Episode 042: Show Notes
On today’s episode, we are super pumped to talk to you about why we share our income reports. In the interest of being transparent, we have decided to walk through the process and the reasons behind it. So, in case you guys didn’t know, we have two income reports floating around the blogosphere right now, showing you exactly how much money we make. Now, we are not saying you should just be flashing dollar bills around — that’s not what we’re doing here. However, when we saw that they showcased how we made our money and where it actually came from, we realized that our income reports could be super a valuable and helpful tool for you guys.

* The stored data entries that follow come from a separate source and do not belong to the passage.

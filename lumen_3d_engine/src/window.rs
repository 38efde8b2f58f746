//! Window collaborator interface
//!
//! The renderer never drives the window. It only asks for the current
//! framebuffer size and, while the window is minimized, calls back into the
//! windowing layer to let it pump events.

use std::time::Duration;

/// Interval between size checks while a winit window is minimized
const MINIMIZED_POLL_INTERVAL: Duration = Duration::from_millis(16);

/// Framebuffer size source and event pump provided by the windowing layer
pub trait WindowSurface: Send + Sync {
    /// Current drawable size in pixels (0 in either axis when minimized)
    fn framebuffer_size(&self) -> (u32, u32);

    /// Block briefly so the windowing layer can process events
    fn wait_events(&self);
}

impl WindowSurface for winit::window::Window {
    fn framebuffer_size(&self) -> (u32, u32) {
        let size = self.inner_size();
        (size.width, size.height)
    }

    fn wait_events(&self) {
        // winit owns its event loop; the size is re-queried from the OS after the pause
        std::thread::sleep(MINIMIZED_POLL_INTERVAL);
    }
}

/// Block until the window reports a non-zero drawable size
///
/// Deliberately not cancellable: a minimized window stalls swapchain
/// recreation until it is restored.
pub fn wait_for_drawable_size(window: &dyn WindowSurface) -> (u32, u32) {
    let (mut width, mut height) = window.framebuffer_size();
    if width == 0 || height == 0 {
        crate::engine_debug!("lumen3d::Window", "Window minimized, waiting for a drawable size");
    }
    while width == 0 || height == 0 {
        window.wait_events();
        (width, height) = window.framebuffer_size();
    }
    (width, height)
}

#[cfg(test)]
#[path = "window_tests.rs"]
mod tests;
//! Unit tests for window.rs

use crate::window::{wait_for_drawable_size, WindowSurface};
use std::sync::Mutex;

/// Window whose size follows a scripted sequence, advancing on each wait_events
struct ScriptedWindow {
    sizes: Vec<(u32, u32)>,
    cursor: Mutex<usize>,
    waits: Mutex<u32>,
}

impl ScriptedWindow {
    fn new(sizes: Vec<(u32, u32)>) -> Self {
        Self {
            sizes,
            cursor: Mutex::new(0),
            waits: Mutex::new(0),
        }
    }
}

impl WindowSurface for ScriptedWindow {
    fn framebuffer_size(&self) -> (u32, u32) {
        let cursor = *self.cursor.lock().unwrap();
        self.sizes[cursor.min(self.sizes.len() - 1)]
    }

    fn wait_events(&self) {
        *self.waits.lock().unwrap() += 1;
        *self.cursor.lock().unwrap() += 1;
    }
}

// ============================================================================
// MINIMIZED WINDOW POLLING
// ============================================================================

#[test]
fn test_visible_window_returns_immediately() {
    let window = ScriptedWindow::new(vec![(800, 600)]);
    assert_eq!(wait_for_drawable_size(&window), (800, 600));
    assert_eq!(*window.waits.lock().unwrap(), 0);
}

#[test]
fn test_minimized_window_polls_until_restored() {
    let window = ScriptedWindow::new(vec![(0, 0), (0, 0), (1024, 768)]);
    assert_eq!(wait_for_drawable_size(&window), (1024, 768));
    assert_eq!(*window.waits.lock().unwrap(), 2);
}

#[test]
fn test_zero_in_one_axis_counts_as_minimized() {
    let window = ScriptedWindow::new(vec![(1280, 0), (0, 720), (1280, 720)]);
    assert_eq!(wait_for_drawable_size(&window), (1280, 720));
    assert_eq!(*window.waits.lock().unwrap(), 2);
}
/// Allocate memory of the first matching type for `requirements`
fn allocate(
    device: &DeviceManager,
    name: &str,
    mut requirements: vk::MemoryRequirements,
    properties: vk::MemoryPropertyFlags,
    linear: bool,
) -> Result<Allocation> {
    let Some(type_index) =
        find_memory_type(device.memory_properties(), requirements.memory_type_bits, properties)
    else {
        engine_error!("lumen3d::vulkan", "Failed to find suitable memory type for {} ({:?})", name, properties);
        return Err(Error::InvalidResource(format!(
            "No memory type for {} with {:?}",
            name, properties
        )));
    };
    requirements.memory_type_bits = 1 << type_index;

    let mut allocator = device
        .allocator()
        .lock()
        .map_err(|_| Error::BackendError("GPU allocator lock poisoned".to_string()))?;
    allocator
        .allocate(&AllocationCreateDesc {
            name,
            requirements,
            // The memory type is already fixed by memory_type_bits
            location: MemoryLocation::Unknown,
            linear,
            allocation_scheme: AllocationScheme::GpuAllocatorManaged,
        })
        .map_err(|e| {
            let size_mb = requirements.size as f64 / (1024.0 * 1024.0);
            engine_error!("lumen3d::vulkan", "Out of GPU memory for {} ({:.2} MB): {:?}", name, size_mb, e);
            Error::OutOfMemory
        })
}

fn free(device: &DeviceManager, allocation: Allocation) {
    // Don't panic if the lock is poisoned, the handle still has to be destroyed
    if let Ok(mut allocator) = device.allocator().lock() {
        allocator.free(allocation).ok();
    }
}

/// A buffer and its memory; host-visible buffers stay mapped for their lifetime
pub struct Buffer {
    device: Arc<DeviceManager>,
    buffer: vk::Buffer,
    allocation: Option<Allocation>,
    size: vk::DeviceSize,
}
/// Mock frame backend for testing the scheduler without a GPU
///
/// Every call is appended to an event log. Acquire and present outcomes can
/// be scripted; when the script is empty the backend acquires image
/// `frame % image_count` and presents normally. Recorded commands are a
/// `Vec<String>` that is folded into the event log on `end_recording`.
///
/// Fences and "image available" semaphores follow Vulkan rules: a wait on an
/// unsignaled fence with no submission pending is an error (on a device it
/// blocks forever), and acquiring into a semaphore that is still signaled is
/// an error.

use std::collections::VecDeque;

use crate::error::{Error, Result};
use crate::frame::frame_backend::{AcquireOutcome, FrameBackend, PresentOutcome};

pub struct MockFrameBackend {
    pub events: Vec<String>,
    pub acquire_script: VecDeque<AcquireOutcome>,
    pub present_script: VecDeque<PresentOutcome>,
    /// Per-slot fence state: true when signaled
    pub fences: Vec<bool>,
    /// Per-slot submission that will signal the fence
    pub pending: Vec<bool>,
    /// Per-slot "image available" semaphore state: true when signaled
    pub image_available: Vec<bool>,
    pub extent: (u32, u32),
    pub recreate_count: u32,
    pub fail_begin: bool,
    pub fail_submit: bool,
    frames_in_flight: usize,
    image_count: u32,
    next_image: u32,
}

impl MockFrameBackend {
    pub fn new(frames_in_flight: usize) -> Self {
        Self {
            events: Vec::new(),
            acquire_script: VecDeque::new(),
            present_script: VecDeque::new(),
            // Fences are created signaled so the first wait returns
            fences: vec![true; frames_in_flight],
            pending: vec![false; frames_in_flight],
            image_available: vec![false; frames_in_flight],
            extent: (800, 600),
            recreate_count: 0,
            fail_begin: false,
            fail_submit: false,
            frames_in_flight,
            image_count: 3,
            next_image: 0,
        }
    }

    /// Events that match `prefix`
    pub fn events_starting_with(&self, prefix: &str) -> Vec<&str> {
        self.events
            .iter()
            .filter(|e| e.starts_with(prefix))
            .map(|e| e.as_str())
            .collect()
    }
}

impl FrameBackend for MockFrameBackend {
    type Commands = Vec<String>;

    fn frames_in_flight(&self) -> usize {
        self.frames_in_flight
    }

    fn wait_for_slot(&mut self, slot: usize) -> Result<()> {
        self.events.push(format!("wait {}", slot));
        if !self.fences[slot] {
            if !self.pending[slot] {
                return Err(Error::BackendError(format!(
                    "Wait on unsignaled fence {} with no pending submission",
                    slot
                )));
            }
            // The "GPU" finishes instantly once waited on
            self.fences[slot] = true;
            self.pending[slot] = false;
        }
        Ok(())
    }

    fn acquire_image(&mut self, slot: usize) -> Result<AcquireOutcome> {
        self.events.push(format!("acquire {}", slot));
        let outcome = match self.acquire_script.pop_front() {
            Some(outcome) => outcome,
            None => {
                let image_index = self.next_image;
                self.next_image = (self.next_image + 1) % self.image_count;
                AcquireOutcome::Acquired { image_index, suboptimal: false }
            }
        };
        if let AcquireOutcome::Acquired { .. } = outcome {
            if self.image_available[slot] {
                return Err(Error::BackendError(format!(
                    "Acquire into semaphore {} that is still signaled",
                    slot
                )));
            }
            self.image_available[slot] = true;
        }
        Ok(outcome)
    }

    fn reset_slot(&mut self, slot: usize) -> Result<()> {
        self.events.push(format!("reset {}", slot));
        self.fences[slot] = false;
        Ok(())
    }

    fn extent(&self) -> (u32, u32) {
        self.extent
    }

    fn begin_recording(&mut self, slot: usize, image_index: u32) -> Result<Vec<String>> {
        if self.fail_begin {
            return Err(Error::BackendError("Mock begin failure".to_string()));
        }
        self.events.push(format!("begin {} {}", slot, image_index));
        Ok(Vec::new())
    }

    fn end_recording(&mut self, slot: usize, commands: Vec<String>) -> Result<()> {
        self.events.extend(commands.into_iter().map(|c| format!("cmd {}", c)));
        self.events.push(format!("end {}", slot));
        Ok(())
    }

    fn submit(&mut self, slot: usize) -> Result<()> {
        if self.fail_submit {
            return Err(Error::BackendError("Mock submit failure".to_string()));
        }
        self.events.push(format!("submit {}", slot));
        self.image_available[slot] = false;
        self.pending[slot] = true;
        Ok(())
    }

    fn present(&mut self, slot: usize, image_index: u32) -> Result<PresentOutcome> {
        self.events.push(format!("present {} {}", slot, image_index));
        Ok(self.present_script.pop_front().unwrap_or(PresentOutcome::Presented))
    }

    fn recreate_swapchain(&mut self) -> Result<()> {
        self.events.push("recreate".to_string());
        self.recreate_count += 1;
        self.next_image = 0;
        Ok(())
    }

    fn recover_slot(&mut self, slot: usize) -> Result<()> {
        self.events.push(format!("recover {}", slot));
        self.fences[slot] = true;
        self.pending[slot] = false;
        self.image_available[slot] = false;
        Ok(())
    }
}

In the first income report, we showed the first eight months of 2016 and how we went from zero to over $103,000. It helped us to really see the breakdown of where the money came from and understand where we should focus our energy to grow the business. A lot of people are just not sure how these online businesses work and there are so many claims running rampant on the internet. So if you are looking for some clarity around income reports, jump straight into this episode!
The Term “Passive” Does Not Really Mean “Passive”
In the passive income world, there is often a big misconception that “passive” means doing nothing. Believe us, this is not the case. We worked really, really hard to build our business and set it up in a way in which it could earn passive income. Now, you might have money come in while you sleep, which is great, but you’re going to have to do a ton of work to set that up! There are still ups and downs in income and it is definitely not always easy. But the systems we set in place last year continue to pay off now, which is awesome! We built a lot of assets last year that we continue to be able to sell today, which has made this year so much easier.
Looking Past the Fear of Judgement and Sharing Our Income
Sharing our income report is a very vulnerable place for us to be, and it has not always been easy. However, in an attempt to help others understand how to build their own businesses in a similar way, it is crucial that we put the information out there. Every move we make or decision we take is open to being judged, and sometimes this puts a lot of pressure on us to “out-perform” our previous months. Through this, we have to continue to remind ourselves that it is not a perfect system, and it is not made to be steady, necessarily. Although it is normal to have highs and lows from month to month, we are not going to lie and say it that we aren’t sometimes frustrated by this, which is why we are laying it all out on the table so that you can learn from our journey.
Revenue and Income Goals are All Relative
For us, we set out a goal to take on Pat Flynn’s advice of working towards earning a little bit of money every single day. We clearly remember the day that we actually hit our goal, and although it might have only been about $2 per day, we still felt so grateful and proud that our hard work was slowly starting to manifest in our business. We even got to the point where we were able to bring on others within the company to help it grow, and we always wanted to be super transparent about this. Once we brought more people onto the team, it diluted our average sales again, but how much we earn is all relative to where we are! Although in California we would probably be poor, our business allows us the freedom to work from home in pajamas all day, which is exactly how we want it. So make sure you aren’t putting extra pressure on yourself to be striving towards someone else’s goals; your success is all relative and should be in line with your own business goals.
The Top Reasons to Do Your Own Income Report
Creating an income report gives us a chance to have those critical conversations every single month about our business and how it is performing. We want to encourage each and everyone one of you to make your own income report and look at the data and the numbers that it spits out. Now, you do not have to share this with the whole world, but it can definitely give you the insight into your business that you need to move forward. It can show you where you should be focusing the majority of your time and exactly which business segments are bringing in the most profit. The profit and loss statement can help you to keep track of exactly what your expenses look like each month, and how you should be earning to stay profitable.
What is Math, and Why Do I Need a Business Account?
When it comes to your business finances and doing the math, first of all, you’d best be having your own business account that is separate from your personal bank account. If it is not separate, we are calling you out! Keep in mind, you do NOT have to be paying for a business checking account — it should be free. Once you have a separate account, your bank should give you a statement every month and because you have a statement, you can see all your charges and income. Now, we recommend not leaving the statement as is, but adapting it into your own format. This way you can also check on additional revenue sources, such as PayPal, to make sure that everything is properly accounted for. Don’t let yourself get overwhelmed by the math; find the right resources and tools to help you feel empowered by your business numbers instead of stuck and scared by them, and see how things change.
- Find out why making passive income doesn’t necessarily mean working “passively”. [0:04:27.6]
- Learn how we overcame the fear of judgment in order to share our income opening to help others. [0:07:35.6]
- Understand how income goals are all relative and super specific to your own business capacity. [0:13:18.7]
- Hear the top reasons why it is critical for you to do an income report for your business. [0:18:58.4]
- Find out where to start, how to navigate the math, and why you need a separate business bank account. [0:27:08.1]
- Get a separate business bank account.
- Pull the information from your account and put it into an Excel spreadsheet or enter it into QuickBooks.
- Analyze the data from your income report on a monthly basis.